(Stored data)
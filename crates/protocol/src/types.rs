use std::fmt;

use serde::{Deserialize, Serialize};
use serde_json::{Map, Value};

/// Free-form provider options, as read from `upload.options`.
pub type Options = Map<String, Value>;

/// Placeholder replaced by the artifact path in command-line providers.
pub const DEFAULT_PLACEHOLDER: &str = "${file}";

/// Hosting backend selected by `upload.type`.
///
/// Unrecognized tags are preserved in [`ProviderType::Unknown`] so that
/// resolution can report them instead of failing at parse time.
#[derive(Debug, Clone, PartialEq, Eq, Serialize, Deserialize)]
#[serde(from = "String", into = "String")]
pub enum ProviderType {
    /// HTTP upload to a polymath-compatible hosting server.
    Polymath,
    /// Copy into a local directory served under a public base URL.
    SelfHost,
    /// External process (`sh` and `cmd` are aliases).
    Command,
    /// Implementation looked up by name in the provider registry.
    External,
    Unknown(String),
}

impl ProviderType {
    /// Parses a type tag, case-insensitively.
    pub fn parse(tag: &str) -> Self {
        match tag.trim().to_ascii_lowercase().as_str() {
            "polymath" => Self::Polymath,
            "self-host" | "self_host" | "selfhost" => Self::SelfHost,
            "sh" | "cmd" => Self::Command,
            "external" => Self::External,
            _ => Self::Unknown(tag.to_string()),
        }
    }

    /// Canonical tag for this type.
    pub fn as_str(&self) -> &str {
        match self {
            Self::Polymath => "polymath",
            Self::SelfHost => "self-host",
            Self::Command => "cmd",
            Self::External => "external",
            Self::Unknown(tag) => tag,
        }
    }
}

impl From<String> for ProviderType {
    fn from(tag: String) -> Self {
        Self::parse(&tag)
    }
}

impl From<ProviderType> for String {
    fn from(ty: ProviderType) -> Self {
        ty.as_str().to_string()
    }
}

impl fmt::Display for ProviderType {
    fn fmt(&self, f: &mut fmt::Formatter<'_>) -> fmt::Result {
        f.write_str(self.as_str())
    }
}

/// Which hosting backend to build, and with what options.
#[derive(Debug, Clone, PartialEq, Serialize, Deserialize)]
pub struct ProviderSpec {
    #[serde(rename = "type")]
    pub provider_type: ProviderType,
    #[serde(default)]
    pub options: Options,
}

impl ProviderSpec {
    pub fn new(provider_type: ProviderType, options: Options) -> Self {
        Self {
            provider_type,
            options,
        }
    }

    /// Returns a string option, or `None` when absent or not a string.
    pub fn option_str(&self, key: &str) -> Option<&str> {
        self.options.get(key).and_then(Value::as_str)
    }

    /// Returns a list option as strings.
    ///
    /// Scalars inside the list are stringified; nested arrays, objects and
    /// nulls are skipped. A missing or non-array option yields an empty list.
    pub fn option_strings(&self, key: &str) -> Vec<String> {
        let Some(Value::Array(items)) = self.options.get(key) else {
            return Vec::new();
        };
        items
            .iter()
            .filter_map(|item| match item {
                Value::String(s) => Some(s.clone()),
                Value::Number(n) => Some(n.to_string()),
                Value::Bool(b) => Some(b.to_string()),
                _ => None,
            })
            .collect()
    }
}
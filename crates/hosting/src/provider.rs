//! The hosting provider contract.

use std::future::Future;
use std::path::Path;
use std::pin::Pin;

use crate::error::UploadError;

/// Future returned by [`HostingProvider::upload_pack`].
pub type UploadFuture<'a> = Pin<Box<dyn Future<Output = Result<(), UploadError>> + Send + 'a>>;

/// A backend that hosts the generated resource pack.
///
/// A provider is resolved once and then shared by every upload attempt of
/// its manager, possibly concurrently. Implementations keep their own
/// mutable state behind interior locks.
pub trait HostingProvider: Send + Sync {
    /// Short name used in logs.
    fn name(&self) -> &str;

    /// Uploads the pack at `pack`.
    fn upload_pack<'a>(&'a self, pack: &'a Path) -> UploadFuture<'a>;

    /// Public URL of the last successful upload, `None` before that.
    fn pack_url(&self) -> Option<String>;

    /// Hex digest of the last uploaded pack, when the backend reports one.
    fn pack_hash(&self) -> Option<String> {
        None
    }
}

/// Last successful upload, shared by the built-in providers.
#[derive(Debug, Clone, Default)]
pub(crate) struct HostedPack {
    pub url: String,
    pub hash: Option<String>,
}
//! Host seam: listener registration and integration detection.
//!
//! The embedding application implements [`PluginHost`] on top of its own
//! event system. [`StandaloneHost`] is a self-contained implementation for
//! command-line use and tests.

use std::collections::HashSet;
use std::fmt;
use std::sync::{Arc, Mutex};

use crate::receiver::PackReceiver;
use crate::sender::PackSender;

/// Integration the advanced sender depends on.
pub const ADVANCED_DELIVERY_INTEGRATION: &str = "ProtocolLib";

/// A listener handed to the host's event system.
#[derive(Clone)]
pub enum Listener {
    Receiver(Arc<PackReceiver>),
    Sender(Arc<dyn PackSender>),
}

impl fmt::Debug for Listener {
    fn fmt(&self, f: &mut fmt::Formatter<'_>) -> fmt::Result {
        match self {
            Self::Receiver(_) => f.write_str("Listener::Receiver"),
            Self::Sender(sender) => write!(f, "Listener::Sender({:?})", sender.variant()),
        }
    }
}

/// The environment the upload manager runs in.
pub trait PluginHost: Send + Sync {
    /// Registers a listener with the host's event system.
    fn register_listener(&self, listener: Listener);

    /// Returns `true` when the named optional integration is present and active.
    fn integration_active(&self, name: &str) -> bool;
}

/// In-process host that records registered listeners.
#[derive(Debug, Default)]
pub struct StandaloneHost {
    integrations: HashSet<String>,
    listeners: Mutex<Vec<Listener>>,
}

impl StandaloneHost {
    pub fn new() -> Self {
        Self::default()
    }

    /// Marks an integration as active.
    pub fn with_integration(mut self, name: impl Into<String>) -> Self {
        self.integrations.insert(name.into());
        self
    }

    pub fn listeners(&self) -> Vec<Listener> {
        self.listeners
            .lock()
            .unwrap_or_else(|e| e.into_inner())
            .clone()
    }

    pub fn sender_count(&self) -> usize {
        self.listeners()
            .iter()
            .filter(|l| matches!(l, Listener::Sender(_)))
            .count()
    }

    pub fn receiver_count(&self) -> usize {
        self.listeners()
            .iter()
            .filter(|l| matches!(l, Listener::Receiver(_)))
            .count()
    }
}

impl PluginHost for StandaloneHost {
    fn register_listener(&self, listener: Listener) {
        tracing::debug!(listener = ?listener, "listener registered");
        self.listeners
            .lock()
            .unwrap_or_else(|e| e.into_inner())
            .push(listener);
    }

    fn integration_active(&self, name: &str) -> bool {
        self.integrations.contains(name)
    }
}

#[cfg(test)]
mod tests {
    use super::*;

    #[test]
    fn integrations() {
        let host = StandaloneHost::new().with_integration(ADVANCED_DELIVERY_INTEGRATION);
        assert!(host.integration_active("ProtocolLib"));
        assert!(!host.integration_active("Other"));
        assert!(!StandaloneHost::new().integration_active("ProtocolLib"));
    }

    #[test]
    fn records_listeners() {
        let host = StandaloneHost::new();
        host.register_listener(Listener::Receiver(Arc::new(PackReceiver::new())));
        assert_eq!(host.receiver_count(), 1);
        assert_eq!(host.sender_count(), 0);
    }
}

» **EXERCISE DIRECTIONS**: The entries above must be repeated word for word.

» **WRITTEN REPLY**:
filename crates/protocol/src/types.rs
use std::fmt;

use serde::{Deserialize, Serialize};
use serde_json::{Map, Value};

/// Free-form provider options, as read from `upload.options`.
pub type Options = Map<String, Value>;

/// Placeholder replaced by the artifact path in command-line providers.
pub const DEFAULT_PLACEHOLDER: &str = "${file}";

/// Hosting backend selected by `upload.type`.
///
/// Unrecognized tags are preserved in [`ProviderType::Unknown`] so that
/// resolution can report them instead of failing at parse time.
#[derive(Debug, Clone, PartialEq, Eq, Serialize, Deserialize)]
#[serde(from = "String", into = "String")]
pub enum ProviderType {
    /// HTTP upload to a polymath-compatible hosting server.
    Polymath,
    /// Copy into a local directory served under a public base URL.
    SelfHost,
    /// External process (`sh` and `cmd` are aliases).
    Command,
    /// Implementation looked up by name in the provider registry.
    External,
    Unknown(String),
}

impl ProviderType {
    /// Parses a type tag, case-insensitively.
    pub fn parse(tag: &str) -> Self {
        match tag.trim().to_ascii_lowercase().as_str() {
            "polymath" => Self::Polymath,
            "self-host" | "self_host" | "selfhost" => Self::SelfHost,
            "sh" | "cmd" => Self::Command,
            "external" => Self::External,
            _ => Self::Unknown(tag.to_string()),
        }
    }

    /// Canonical tag for this type.
    pub fn as_str(&self) -> &str {
        match self {
            Self::Polymath => "polymath",
            Self::SelfHost => "self-host",
            Self::Command => "cmd",
            Self::External => "external",
            Self::Unknown(tag) => tag,
        }
    }
}

impl From<String> for ProviderType {
    fn from(tag: String) -> Self {
        Self::parse(&tag)
    }
}

impl From<ProviderType> for String {
    fn from(ty: ProviderType) -> Self {
        ty.as_str().to_string()
    }
}

impl fmt::Display for ProviderType {
    fn fmt(&self, f: &mut fmt::Formatter<'_>) -> fmt::Result {
        f.write_str(self.as_str())
    }
}

/// Which hosting backend to build, and with what options.
#[derive(Debug, Clone, PartialEq, Serialize, Deserialize)]
pub struct ProviderSpec {
    #[serde(rename = "type")]
    pub provider_type: ProviderType,
    #[serde(default)]
    pub options: Options,
}

impl ProviderSpec {
    pub fn new(provider_type: ProviderType, options: Options) -> Self {
        Self {
            provider_type,
            options,
        }
    }

    /// Returns a string option, or `None` when absent or not a string.
    pub fn option_str(&self, key: &str) -> Option<&str> {
        self.options.get(key).and_then(Value::as_str)
    }

    /// Returns a list option as strings.
    ///
    /// Scalars inside the list are stringified; nested arrays, objects and
    /// nulls are skipped. A missing or non-array option yields an empty list.
    pub fn option_strings(&self, key: &str) -> Vec<String> {
        let Some(Value::Array(items)) = self.options.get(key) else {
            return Vec::new();
        };
        items
            .iter()
            .filter_map(|item| match item {
                Value::String(s) => Some(s.clone()),
                Value::Number(n) => Some(n.to_string()),
                Value::Bool(b) => Some(b.to_string()),
                _ => None,
            })
            .collect()
    }
}
filename crates/hosting/src/provider.rs
//! The hosting provider contract.

use std::future::Future;
use std::path::Path;
use std::pin::Pin;

use crate::error::UploadError;

/// Future returned by [`HostingProvider::upload_pack`].
pub type UploadFuture<'a> = Pin<Box<dyn Future<Output = Result<(), UploadError>> + Send + 'a>>;

/// A backend that hosts the generated resource pack.
///
/// A provider is resolved once and then shared by every upload attempt of
/// its manager, possibly concurrently. Implementations keep their own
/// mutable state behind interior locks.
pub trait HostingProvider: Send + Sync {
    /// Short name used in logs.
    fn name(&self) -> &str;

    /// Uploads the pack at `pack`.
    fn upload_pack<'a>(&'a self, pack: &'a Path) -> UploadFuture<'a>;

    /// Public URL of the last successful upload, `None` before that.
    fn pack_url(&self) -> Option<String>;

    /// Hex digest of the last uploaded pack, when the backend reports one.
    fn pack_hash(&self) -> Option<String> {
        None
    }
}

/// Last successful upload, shared by the built-in providers.
#[derive(Debug, Clone, Default)]
pub(crate) struct HostedPack {
    pub url: String,
    pub hash: Option<String>,
}
//! Host seam: listener registration and integration detection.
//!
//! The embedding application implements [`PluginHost`] on top of its own
//! event system. [`StandaloneHost`] is a self-contained implementation for
//! command-line use and tests.

use std::collections::HashSet;
use std::fmt;
use std::sync::{Arc, Mutex};

use crate::receiver::PackReceiver;
use crate::sender::PackSender;

/// Integration the advanced sender depends on.
pub const ADVANCED_DELIVERY_INTEGRATION: &str = "ProtocolLib";

/// A listener handed to the host's event system.
#[derive(Clone)]
pub enum Listener {
    Receiver(Arc<PackReceiver>),
    Sender(Arc<dyn PackSender>),
}

impl fmt::Debug for Listener {
    fn fmt(&self, f: &mut fmt::Formatter<'_>) -> fmt::Result {
        match self {
            Self::Receiver(_) => f.write_str("Listener::Receiver"),
            Self::Sender(sender) => write!(f, "Listener::Sender({:?})", sender.variant()),
        }
    }
}

/// The environment the upload manager runs in.
pub trait PluginHost: Send + Sync {
    /// Registers a listener with the host's event system.
    fn register_listener(&self, listener: Listener);

    /// Returns `true` when the named optional integration is present and active.
    fn integration_active(&self, name: &str) -> bool;
}

/// In-process host that records registered listeners.
#[derive(Debug, Default)]
pub struct StandaloneHost {
    integrations: HashSet<String>,
    listeners: Mutex<Vec<Listener>>,
}

impl StandaloneHost {
    pub fn new() -> Self {
        Self::default()
    }

    /// Marks an integration as active.
    pub fn with_integration(mut self, name: impl Into<String>) -> Self {
        self.integrations.insert(name.into());
        self
    }

    pub fn listeners(&self) -> Vec<Listener> {
        self.listeners
            .lock()
            .unwrap_or_else(|e| e.into_inner())
            .clone()
    }

    pub fn sender_count(&self) -> usize {
        self.listeners()
            .iter()
            .filter(|l| matches!(l, Listener::Sender(_)))
            .count()
    }

    pub fn receiver_count(&self) -> usize {
        self.listeners()
            .iter()
            .filter(|l| matches!(l, Listener::Receiver(_)))
            .count()
    }
}

impl PluginHost for StandaloneHost {
    fn register_listener(&self, listener: Listener) {
        tracing::debug!(listener = ?listener, "listener registered");
        self.listeners
            .lock()
            .unwrap_or_else(|e| e.into_inner())
            .push(listener);
    }

    fn integration_active(&self, name: &str) -> bool {
        self.integrations.contains(name)
    }
}

#[cfg(test)]
mod tests {
    use super::*;

    #[test]
    fn integrations() {
        let host = StandaloneHost::new().with_integration(ADVANCED_DELIVERY_INTEGRATION);
        assert!(host.integration_active("ProtocolLib"));
        assert!(!host.integration_active("Other"));
        assert!(!StandaloneHost::new().integration_active("ProtocolLib"));
    }

    #[test]
    fn records_listeners() {
        let host = StandaloneHost::new();
        host.register_listener(Listener::Receiver(Arc::new(PackReceiver::new())));
        assert_eq!(host.receiver_count(), 1);
        assert_eq!(host.sender_count(), 0);
    }
}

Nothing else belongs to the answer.